//! CRYSTALS-Kyber (round 3) KEM.
//!
//! The parameter set travels in the algorithm name (`Kyber-768-r3`); the
//! registry name `Kyber` resolves to the configured default mode.

use crate::crypto::alg_id::AlgorithmIdentifier;
use crate::crypto::kdf::Kdf;
use crate::crypto::pk_keys::{check_provider, OpResult, PrivateKey, PublicKey};
use crate::crypto::pk_ops::{KemDecryptionOp, KemEncryptionOp};
use crate::error::{CryptoError, Result};
use pqcrypto_kyber::{kyber1024, kyber512, kyber768};
use pqcrypto_traits::kem::{
    Ciphertext as _, PublicKey as _, SecretKey as _, SharedSecret as _,
};
use rand_core::CryptoRngCore;
use zeroize::Zeroizing;

pub const ALGORITHM_NAME: &str = "Kyber";

#[derive(Debug, Clone, Copy, PartialEq, Eq)]
pub enum KyberMode {
    Kyber512R3,
    Kyber768R3,
    Kyber1024R3,
}

/// Run `$body` with `$m` bound to the pqcrypto module for `$mode`.
macro_rules! with_kyber_mode {
    ($mode:expr, $m:ident => $body:expr) => {
        match $mode {
            KyberMode::Kyber512R3 => {
                use kyber512 as $m;
                $body
            }
            KyberMode::Kyber768R3 => {
                use kyber768 as $m;
                $body
            }
            KyberMode::Kyber1024R3 => {
                use kyber1024 as $m;
                $body
            }
        }
    };
}

impl KyberMode {
    pub fn from_name(name: &str) -> Result<Self> {
        match name {
            "Kyber-512-r3" => Ok(KyberMode::Kyber512R3),
            "Kyber-768-r3" => Ok(KyberMode::Kyber768R3),
            "Kyber-1024-r3" => Ok(KyberMode::Kyber1024R3),
            _ => Err(CryptoError::InvalidArgument(format!(
                "Unknown Kyber mode '{}'",
                name
            ))),
        }
    }

    pub fn name(&self) -> &'static str {
        match self {
            KyberMode::Kyber512R3 => "Kyber-512-r3",
            KyberMode::Kyber768R3 => "Kyber-768-r3",
            KyberMode::Kyber1024R3 => "Kyber-1024-r3",
        }
    }

    fn k(&self) -> usize {
        match self {
            KyberMode::Kyber512R3 => 2,
            KyberMode::Kyber768R3 => 3,
            KyberMode::Kyber1024R3 => 4,
        }
    }

    fn public_key_bytes(&self) -> usize {
        with_kyber_mode!(self, m => m::public_key_bytes())
    }

    fn ciphertext_bytes(&self) -> usize {
        with_kyber_mode!(self, m => m::ciphertext_bytes())
    }

    fn shared_secret_bytes(&self) -> usize {
        with_kyber_mode!(self, m => m::shared_secret_bytes())
    }
}

pub struct KyberPublic {
    mode: KyberMode,
    public: Vec<u8>,
}

impl KyberPublic {
    pub fn from_bits(alg_id: &AlgorithmIdentifier, key_bits: &[u8]) -> Result<Self> {
        let mode = KyberMode::from_name(alg_id.algorithm_name())
            .map_err(|e| CryptoError::Decoding(e.to_string()))?;
        if key_bits.len() != mode.public_key_bytes() {
            return Err(CryptoError::Decoding(format!(
                "Invalid {} public key length {}",
                mode.name(),
                key_bits.len()
            )));
        }
        Ok(Self {
            mode,
            public: key_bits.to_vec(),
        })
    }
}

pub struct KyberPrivate {
    mode: KyberMode,
    public: Vec<u8>,
    secret: Zeroizing<Vec<u8>>,
}

impl KyberPrivate {
    /// pqcrypto draws key material from the operating system.
    pub fn generate(mode: KyberMode) -> Self {
        let (public, secret) = with_kyber_mode!(mode, m => {
            let (pk, sk) = m::keypair();
            (pk.as_bytes().to_vec(), Zeroizing::new(sk.as_bytes().to_vec()))
        });
        Self {
            mode,
            public,
            secret,
        }
    }

    /// Private key bits are `sk || pk`.
    pub fn from_bits(alg_id: &AlgorithmIdentifier, key_bits: &[u8]) -> Result<Self> {
        let mode = KyberMode::from_name(alg_id.algorithm_name())
            .map_err(|e| CryptoError::Decoding(e.to_string()))?;
        let sk_len = with_kyber_mode!(mode, m => m::secret_key_bytes());
        if key_bits.len() != sk_len + mode.public_key_bytes() {
            return Err(CryptoError::Decoding(format!(
                "Invalid {} private key length {}",
                mode.name(),
                key_bits.len()
            )));
        }
        let (secret, public) = key_bits.split_at(sk_len);
        Ok(Self {
            mode,
            public: public.to_vec(),
            secret: Zeroizing::new(secret.to_vec()),
        })
    }
}

macro_rules! kyber_public_common {
    () => {
        fn algorithm_name(&self) -> &'static str {
            ALGORITHM_NAME
        }

        fn algorithm_identifier(&self) -> AlgorithmIdentifier {
            AlgorithmIdentifier::from_name(self.mode.name())
        }

        fn public_key_bits(&self) -> Vec<u8> {
            self.public.clone()
        }

        fn key_length(&self) -> usize {
            256 * self.mode.k()
        }

        fn estimated_strength(&self) -> usize {
            64 * self.mode.k()
        }

        fn create_kem_encryption_op<'k>(
            &'k self,
            kdf: &str,
            provider: &str,
        ) -> OpResult<dyn KemEncryptionOp + 'k> {
            check_provider(ALGORITHM_NAME, provider)?;
            Ok(Some(Box::new(KyberEncryptionOp {
                mode: self.mode,
                public: &self.public,
                kdf: Kdf::from_name(kdf)?,
            })))
        }
    };
}

impl PublicKey for KyberPublic {
    kyber_public_common!();
}

impl PublicKey for KyberPrivate {
    kyber_public_common!();
}

impl PrivateKey for KyberPrivate {
    fn private_key_bits(&self) -> Zeroizing<Vec<u8>> {
        let mut bits = Zeroizing::new(Vec::with_capacity(self.secret.len() + self.public.len()));
        bits.extend_from_slice(&self.secret);
        bits.extend_from_slice(&self.public);
        bits
    }

    fn public_key(&self) -> Box<dyn PublicKey> {
        Box::new(KyberPublic {
            mode: self.mode,
            public: self.public.clone(),
        })
    }

    fn create_kem_decryption_op<'k>(
        &'k self,
        _rng: &mut dyn CryptoRngCore,
        kdf: &str,
        provider: &str,
    ) -> OpResult<dyn KemDecryptionOp + 'k> {
        check_provider(ALGORITHM_NAME, provider)?;
        Ok(Some(Box::new(KyberDecryptionOp {
            mode: self.mode,
            secret: &self.secret,
            kdf: Kdf::from_name(kdf)?,
        })))
    }
}

fn backend_error(mode: KyberMode, what: &str) -> CryptoError {
    CryptoError::Decoding(format!("Invalid {} {}", mode.name(), what))
}

struct KyberEncryptionOp<'k> {
    mode: KyberMode,
    public: &'k [u8],
    kdf: Kdf,
}

impl KemEncryptionOp for KyberEncryptionOp<'_> {
    fn kem_encrypt(
        &self,
        desired_shared_key_len: usize,
        _rng: &mut dyn CryptoRngCore,
        salt: &[u8],
    ) -> Result<(Vec<u8>, Zeroizing<Vec<u8>>)> {
        let (encapsulated, raw) = with_kyber_mode!(self.mode, m => {
            let pk = m::PublicKey::from_bytes(self.public)
                .map_err(|_| backend_error(self.mode, "public key"))?;
            let (ss, ct) = m::encapsulate(&pk);
            (ct.as_bytes().to_vec(), Zeroizing::new(ss.as_bytes().to_vec()))
        });
        let shared = self.kdf.derive(desired_shared_key_len, &raw, salt)?;
        Ok((encapsulated, shared))
    }

    fn shared_key_length(&self, desired_shared_key_len: usize) -> usize {
        self.kdf
            .output_length(desired_shared_key_len, self.mode.shared_secret_bytes())
    }

    fn encapsulated_key_length(&self) -> usize {
        self.mode.ciphertext_bytes()
    }
}

struct KyberDecryptionOp<'k> {
    mode: KyberMode,
    secret: &'k [u8],
    kdf: Kdf,
}

impl KemDecryptionOp for KyberDecryptionOp<'_> {
    fn kem_decrypt(
        &self,
        encapsulated_key: &[u8],
        desired_shared_key_len: usize,
        salt: &[u8],
    ) -> Result<Zeroizing<Vec<u8>>> {
        let raw = with_kyber_mode!(self.mode, m => {
            let sk = m::SecretKey::from_bytes(self.secret)
                .map_err(|_| backend_error(self.mode, "private key"))?;
            let ct = m::Ciphertext::from_bytes(encapsulated_key)
                .map_err(|_| backend_error(self.mode, "encapsulated key"))?;
            Zeroizing::new(m::decapsulate(&ct, &sk).as_bytes().to_vec())
        });
        self.kdf.derive(desired_shared_key_len, &raw, salt)
    }

    fn shared_key_length(&self, desired_shared_key_len: usize) -> usize {
        self.kdf
            .output_length(desired_shared_key_len, self.mode.shared_secret_bytes())
    }
}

§

◆ Required action ◆
With the first line of the records as the start and the line holding "fn k(&self) ->" as the end, please copy exactly those lines and no others.

◆ Exercise response ◆
//! CRYSTALS-Kyber (round 3) KEM.
//!
//! The parameter set travels in the algorithm name (`Kyber-768-r3`); the
//! registry name `Kyber` resolves to the configured default mode.

use crate::crypto::alg_id::AlgorithmIdentifier;
use crate::crypto::kdf::Kdf;
use crate::crypto::pk_keys::{check_provider, OpResult, PrivateKey, PublicKey};
use crate::crypto::pk_ops::{KemDecryptionOp, KemEncryptionOp};
use crate::error::{CryptoError, Result};
use pqcrypto_kyber::{kyber1024, kyber512, kyber768};
use pqcrypto_traits::kem::{
    Ciphertext as _, PublicKey as _, SecretKey as _, SharedSecret as _,
};
use rand_core::CryptoRngCore;
use zeroize::Zeroizing;

pub const ALGORITHM_NAME: &str = "Kyber";

#[derive(Debug, Clone, Copy, PartialEq, Eq)]
pub enum KyberMode {
    Kyber512R3,
    Kyber768R3,
    Kyber1024R3,
}

/// Run `$body` with `$m` bound to the pqcrypto module for `$mode`.
macro_rules! with_kyber_mode {
    ($mode:expr, $m:ident => $body:expr) => {
        match $mode {
            KyberMode::Kyber512R3 => {
                use kyber512 as $m;
                $body
            }
            KyberMode::Kyber768R3 => {
                use kyber768 as $m;
                $body
            }
            KyberMode::Kyber1024R3 => {
                use kyber1024 as $m;
                $body
            }
        }
    };
}

impl KyberMode {
    pub fn from_name(name: &str) -> Result<Self> {
        match name {
            "Kyber-512-r3" => Ok(KyberMode::Kyber512R3),
            "Kyber-768-r3" => Ok(KyberMode::Kyber768R3),
            "Kyber-1024-r3" => Ok(KyberMode::Kyber1024R3),
            _ => Err(CryptoError::InvalidArgument(format!(
                "Unknown Kyber mode '{}'",
                name
            ))),
        }
    }

    pub fn name(&self) -> &'static str {
        match self {
            KyberMode::Kyber512R3 => "Kyber-512-r3",
            KyberMode::Kyber768R3 => "Kyber-768-r3",
            KyberMode::Kyber1024R3 => "Kyber-1024-r3",
        }
    }

    fn k(&self) -> usize {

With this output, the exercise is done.